use std::sync::Arc;

use axum::http::{Method, StatusCode};
use serde_json::{json, Value};
use subtle::ConstantTimeEq;
use tracing::{debug, info};

use crate::action::{Action, ActionKind, InboundRequest};
use crate::config::Config;
use crate::error::GatewayError;
use crate::report::Reporter;
use crate::upstream::{GeminiClient, GithubClient, TelegramClient};

/// Status and optional JSON body, before HTTP encoding.
#[derive(Debug, Clone, PartialEq)]
pub struct Reply {
    pub status: StatusCode,
    pub body: Option<Value>,
}

impl Reply {
    pub fn json(status: StatusCode, body: Value) -> Self {
        Self {
            status,
            body: Some(body),
        }
    }

    pub fn empty(status: StatusCode) -> Self {
        Self { status, body: None }
    }
}

/// Validates the access code and relays one action to its upstream.
/// Holds no per-request state; share it behind an `Arc`.
pub struct Gateway {
    access_code: Option<String>,
    github: GithubClient,
    telegram: TelegramClient,
    gemini: GeminiClient,
    reporter: Arc<dyn Reporter>,
}

impl Gateway {
    pub fn new(config: &Config, reporter: Arc<dyn Reporter>) -> Self {
        let client = reqwest::Client::new();
        Self {
            access_code: config.access_code().map(str::to_string),
            github: GithubClient::new(client.clone(), config.github.clone()),
            telegram: TelegramClient::new(client.clone(), config.telegram.clone()),
            gemini: GeminiClient::new(client, config.gemini.clone()),
            reporter,
        }
    }

    pub async fn handle(&self, method: &Method, body: &[u8]) -> Reply {
        if method == Method::OPTIONS {
            return Reply::empty(StatusCode::OK);
        }

        match self.process(method, body).await {
            Ok(body) => Reply::json(StatusCode::OK, body),
            Err(e) => e.into_reply(),
        }
    }

    async fn process(&self, method: &Method, body: &[u8]) -> Result<Value, GatewayError> {
        if method != Method::POST {
            return Err(GatewayError::MethodNotAllowed);
        }

        let Some(expected) = self.access_code.as_deref() else {
            self.reporter
                .misconfigured("ACCESS_CODE environment variable not set.");
            return Err(GatewayError::Misconfigured);
        };

        let request = InboundRequest::parse(body);
        if !request.access_code().is_some_and(|code| codes_match(code, expected)) {
            self.reporter.access_denied();
            return Err(GatewayError::AccessDenied);
        }

        let kind = request
            .action_name()
            .and_then(ActionKind::parse)
            .ok_or(GatewayError::UnknownAction)?;

        let result = match Action::decode(kind, request.into_payload()) {
            Ok(action) => self.dispatch(action).await,
            Err(e) => Err(GatewayError::InvalidPayload(e)),
        };

        if let Err(ref e) = result {
            self.reporter.dispatch_failed(kind.as_str(), &e.to_string());
        }
        result
    }

    async fn dispatch(&self, action: Action) -> Result<Value, GatewayError> {
        info!("Relaying {}", action.kind());

        let body = match action {
            Action::GithubFetch(file) => self.github.fetch(&file).await?,
            Action::GithubUpload(upload) => self.github.upload(&upload).await?,
            Action::GithubDelete(delete) => {
                self.github.delete(&delete).await?;
                success()
            }
            Action::TelegramSend(message) => {
                self.telegram.send_message(&message).await?;
                success()
            }
            Action::TelegramGetUpdates(updates) => self.telegram.get_updates(&updates).await?,
            Action::GeminiChat(chat) => self.gemini.generate(&chat).await?,
        };

        debug!("Relay complete");
        Ok(body)
    }
}

/// Compare in constant time for equal lengths; a length mismatch fails fast.
fn codes_match(given: &str, expected: &str) -> bool {
    given.as_bytes().ct_eq(expected.as_bytes()).into()
}

fn success() -> Value {
    json!({ "success": true })
}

______________________________

- **TASK DETAILS**: After locating the line with "environment variable not", please repeat it and every line after it exactly, through the end of the data above.

- **COMPLETED EXERCISE**:
                .misconfigured("ACCESS_CODE environment variable not set.");
            return Err(GatewayError::Misconfigured);
        };

        let request = InboundRequest::parse(body);
        if !request.access_code().is_some_and(|code| codes_match(code, expected)) {
            self.reporter.access_denied();
            return Err(GatewayError::AccessDenied);
        }

        let kind = request
            .action_name()
            .and_then(ActionKind::parse)
            .ok_or(GatewayError::UnknownAction)?;

        let result = match Action::decode(kind, request.into_payload()) {
            Ok(action) => self.dispatch(action).await,
            Err(e) => Err(GatewayError::InvalidPayload(e)),
        };

        if let Err(ref e) = result {
            self.reporter.dispatch_failed(kind.as_str(), &e.to_string());
        }
        result
    }

    async fn dispatch(&self, action: Action) -> Result<Value, GatewayError> {
        info!("Relaying {}", action.kind());

        let body = match action {
            Action::GithubFetch(file) => self.github.fetch(&file).await?,
            Action::GithubUpload(upload) => self.github.upload(&upload).await?,
            Action::GithubDelete(delete) => {
                self.github.delete(&delete).await?;
                success()
            }
            Action::TelegramSend(message) => {
                self.telegram.send_message(&message).await?;
                success()
            }
            Action::TelegramGetUpdates(updates) => self.telegram.get_updates(&updates).await?,
            Action::GeminiChat(chat) => self.gemini.generate(&chat).await?,
        };

        debug!("Relay complete");
        Ok(body)
    }
}

/// Compare in constant time for equal lengths; a length mismatch fails fast.
fn codes_match(given: &str, expected: &str) -> bool {
    given.as_bytes().ct_eq(expected.as_bytes()).into()
}

fn success() -> Value {
    json!({ "success": true })
}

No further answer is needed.